Traceback (most recent call last):
  File "/ssd/XJK/ParallelWaveGAN/tools/venv/bin/parallel-wavegan-train", line 11, in <module>
    load_entry_point('parallel-wavegan', 'console_scripts', 'parallel-wavegan-train')()
  File "/ssd/XJK/ParallelWaveGAN/parallel_wavegan/bin/train.py", line 820, in main
    allow_cache=config.get("allow_cache", False),  # keep compatibility
  File "/ssd/XJK/ParallelWaveGAN/parallel_wavegan/datasets/audio_mel_dataset.py", line 85, in __init__
    assert len(audio_files) != 0, f"Not found any audio files in ${root_dir}."
AssertionError: Not found any audio files in $dump/train_nodev/norm.
# Accounting: time=5 threads=1
# Ended (code 1) at 2021年 08月 26日 星期四 17:16:14 CST, elapsed time 5 seconds
kan-bayashi commented 3 years ago

2021-08-26 17:16:14,425 (audio_mel_dataset:78) WARNING: Some files are filtered by mel length threshold (9705 -> 0).

Your audio seems too short?

kan-bayashi commented 3 years ago

2021-08-26 17:16:10,461 (train:792) INFO: sampling_rate = 2000

I've never seen sampling rate = 2000 hz.

kan-bayashi commented 3 years ago

If the sampling rate is correct, please reduce batch_max_steps. In training, we do not use the audio less than batch_max_steps points.

anzhi998 commented 3 years ago

I am studying the blood flow sound of patients with vascular stenosis instead of speech.
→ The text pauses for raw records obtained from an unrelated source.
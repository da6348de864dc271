//! The recognized configuration surface (`spec.md` §6), loaded once at
//! startup from a JSON file and validated before anything connects.

use std::collections::HashSet;

use protocol::wire::TimeControlSystem;
use serde::Deserialize;

use crate::error::Error;

/// `allowed_board_sizes`: `"all"`, `"square"`, or an explicit list of sizes.
#[derive(Debug, Clone, Deserialize)]
#[serde(untagged)]
pub enum AllowedBoardSizes {
    Keyword(String),
    List(Vec<u32>),
}

impl AllowedBoardSizes {
    pub fn accepts(&self, width: u32, height: u32) -> bool {
        match self {
            AllowedBoardSizes::Keyword(keyword) if keyword == "all" => true,
            AllowedBoardSizes::Keyword(keyword) if keyword == "square" => width == height,
            AllowedBoardSizes::Keyword(_) => false,
            AllowedBoardSizes::List(sizes) => width == height && sizes.contains(&width),
        }
    }

    fn validate(&self) -> Result<(), Error> {
        if let AllowedBoardSizes::Keyword(keyword) = self {
            if keyword != "all" && keyword != "square" {
                return Err(Error::ConfigInvalid(format!(
                    "allowed_board_sizes: unrecognized keyword {keyword:?}"
                )));
            }
        }
        Ok(())
    }
}

/// Inclusive `[min, max]` range used for every per-speed numeric check.
#[derive(Debug, Clone, Copy, Deserialize)]
pub struct Range {
    pub min: u32,
    pub max: u32,
}

impl Range {
    pub fn contains(self, value: u32) -> bool {
        value >= self.min && value <= self.max
    }

    fn validate(self, field: &str) -> Result<(), Error> {
        if self.min > self.max {
            return Err(Error::ConfigInvalid(format!("{field}: min > max")));
        }
        Ok(())
    }
}

/// One `allowed_{speed}_settings` block.
#[derive(Debug, Clone, Deserialize)]
pub struct SpeedSettings {
    pub concurrent_games: u32,
    pub per_move_time_range: Range,
    pub main_time_range: Range,
    pub periods_range: Range,
}

impl SpeedSettings {
    fn validate(&self, speed: &str) -> Result<(), Error> {
        self.per_move_time_range
            .validate(&format!("allowed_{speed}_settings.per_move_time_range"))?;
        self.main_time_range
            .validate(&format!("allowed_{speed}_settings.main_time_range"))?;
        self.periods_range
            .validate(&format!("allowed_{speed}_settings.periods_range"))?;
        Ok(())
    }
}

/// One blacklist/whitelist entry: a challenger is matched by id or username.
#[derive(Debug, Clone, Deserialize)]
#[serde(untagged)]
pub enum UserMatcher {
    Id(u64),
    Username(String),
}

/// One configured engine role's launch command.
#[derive(Debug, Clone, Deserialize)]
pub struct EngineCommand {
    pub argv: Vec<String>,
    #[serde(default = "default_instance_count")]
    pub instances: u32,
}

fn default_instance_count() -> u32 {
    1
}

fn default_startup_buffer_ms() -> i64 {
    0
}

/// The process-wide, read-mostly configuration. Immutable after
/// `validate()` succeeds; the authenticated bot identity is tracked
/// separately by the session controller, not mutated here.
#[derive(Debug, Clone, Deserialize)]
pub struct Config {
    pub username: String,
    pub apikey: String,

    #[serde(default)]
    pub hidden: bool,

    pub bot_command: EngineCommand,
    #[serde(default)]
    pub opening_bot: Option<EngineCommand>,
    #[serde(default)]
    pub ending_bot: Option<EngineCommand>,
    #[serde(default)]
    pub resign_bot: Option<EngineCommand>,

    #[serde(default)]
    pub ogspv: bool,
    #[serde(default)]
    pub aichat: bool,
    #[serde(default)]
    pub json: bool,
    #[serde(default)]
    pub verbosity: Option<String>,
    #[serde(default)]
    pub noclock: bool,
    #[serde(default = "default_startup_buffer_ms")]
    pub startup_buffer_ms: i64,
    #[serde(default)]
    pub showboard: bool,

    #[serde(default)]
    pub allow_handicap: bool,
    #[serde(default)]
    pub allow_unranked: bool,

    pub allowed_board_sizes: AllowedBoardSizes,
    pub allowed_time_control_systems: Vec<TimeControlSystem>,

    #[serde(default)]
    pub allowed_blitz_settings: Option<SpeedSettings>,
    #[serde(default)]
    pub allowed_live_settings: Option<SpeedSettings>,
    #[serde(default)]
    pub allowed_correspondence_settings: Option<SpeedSettings>,

    #[serde(default)]
    pub blacklist: Vec<UserMatcher>,
    #[serde(default)]
    pub whitelist: Vec<UserMatcher>,

    /// Base URL for the server's socket endpoint, e.g.
    /// `wss://online-go.com/socket`. Not part of the original recognized
    /// option list but required to actually dial anything.
    pub server_url: String,
    /// Base URL for the REST API, e.g. `https://online-go.com/api/v1`.
    pub rest_base_url: String,
}

impl Config {
    pub fn validate(&self) -> Result<(), Error> {
        if self.username.trim().is_empty() {
            return Err(Error::ConfigInvalid("username must not be empty".into()));
        }
        if self.apikey.trim().is_empty() {
            return Err(Error::ConfigInvalid("apikey must not be empty".into()));
        }
        if self.bot_command.argv.is_empty() {
            return Err(Error::ConfigInvalid("bot_command must not be empty".into()));
        }
        for (label, optional) in [
            ("opening_bot", &self.opening_bot),
            ("ending_bot", &self.ending_bot),
            ("resign_bot", &self.resign_bot),
        ] {
            if let Some(cmd) = optional {
                if cmd.argv.is_empty() {
                    return Err(Error::ConfigInvalid(format!("{label} must not be empty")));
                }
            }
        }

        self.allowed_board_sizes.validate()?;
        if self.allowed_time_control_systems.is_empty() {
            return Err(Error::ConfigInvalid(
                "allowed_time_control_systems must not be empty".into(),
            ));
        }

        for (speed, settings) in [
            ("blitz", &self.allowed_blitz_settings),
            ("live", &self.allowed_live_settings),
            ("correspondence", &self.allowed_correspondence_settings),
        ] {
            if let Some(settings) = settings {
                settings.validate(speed)?;
            }
        }

        let blacklisted_ids: HashSet<u64> = self
            .blacklist
            .iter()
            .filter_map(|m| match m {
                UserMatcher::Id(id) => Some(*id),
                UserMatcher::Username(_) => None,
            })
            .collect();
        let whitelisted_ids: HashSet<u64> = self
            .whitelist
            .iter()
            .filter_map(|m| match m {
                UserMatcher::Id(id) => Some(*id),
                UserMatcher::Username(_) => None,
            })
            .collect();
        if !blacklisted_ids.is_disjoint(&whitelisted_ids) {
            tracing::warn!("a user id appears in both blacklist and whitelist; whitelist wins");
        }

        if self.server_url.trim().is_empty() || self.rest_base_url.trim().is_empty() {
            return Err(Error::ConfigInvalid(
                "server_url and rest_base_url must not be empty".into(),
            ));
        }

        Ok(())
    }
}

#[cfg(test)]
mod tests {
    use super::*;

    fn minimal_config() -> Config {
        Config {
            username: "bot".into(),
            apikey: "key".into(),
            hidden: false,
            bot_command: EngineCommand { argv: vec!["gnugo".into(), "--mode".into(), "gtp".into()], instances: 1 },
            opening_bot: None,
            ending_bot: None,
            resign_bot: None,
            ogspv: false,
            aichat: false,
            json: false,
            verbosity: None,
            noclock: false,
            startup_buffer_ms: 0,
            showboard: false,
            allow_handicap: true,
            allow_unranked: true,
            allowed_board_sizes: AllowedBoardSizes::Keyword("square".into()),
            allowed_time_control_systems: vec![TimeControlSystem::Fischer],
            allowed_blitz_settings: None,
            allowed_live_settings: None,
            allowed_correspondence_settings: None,
            blacklist: Vec::new(),
            whitelist: Vec::new(),
            server_url: "wss://example.invalid/socket".into(),
            rest_base_url: "https://example.invalid/api/v1".into(),
        }
    }

    #[test]
    fn minimal_config_validates() {
        assert!(minimal_config().validate().is_ok());
    }

    #[test]
    fn empty_username_is_rejected() {
        let mut config = minimal_config();
        config.username = String::new();
        assert!(matches!(config.validate(), Err(Error::ConfigInvalid(_))));
    }

    #[test]
    fn unrecognized_board_size_keyword_is_rejected() {
        let mut config = minimal_config();
        config.allowed_board_sizes = AllowedBoardSizes::Keyword("hexagonal".into());
        assert!(config.validate().is_err());
    }

    #[test]
    fn inverted_range_is_rejected() {
        let mut config = minimal_config();
        config.allowed_live_settings = Some(SpeedSettings {
            concurrent_games: 1,
            per_move_time_range: Range { min: 60, max: 10 },
            main_time_range: Range { min: 0, max: 0 },
            periods_range: Range { min: 0, max: 0 },
        });
        assert!(config.validate().is_err());
    }

    #[test]
    fn board_size_acceptance() {
        let all = AllowedBoardSizes::Keyword("all".into());
        assert!(all.accepts(13, 19));
        let square = AllowedBoardSizes::Keyword("square".into());
        assert!(square.accepts(19, 19));
        assert!(!square.accepts(19, 13));
        let list = AllowedBoardSizes::List(vec![9, 13, 19]);
        assert!(list.accepts(13, 13));
        assert!(!list.accepts(13, 9));
    }
}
Usually, the highest frequency component of blood flow sound does not exceed 1kHz. Because there were too few patients, I tried to use the generated network to expand the data .And to enhance my dataset,i cuted them into 2.5s pieces,so maybe they are too short. Anyway thank you very much !Your answers are so useful!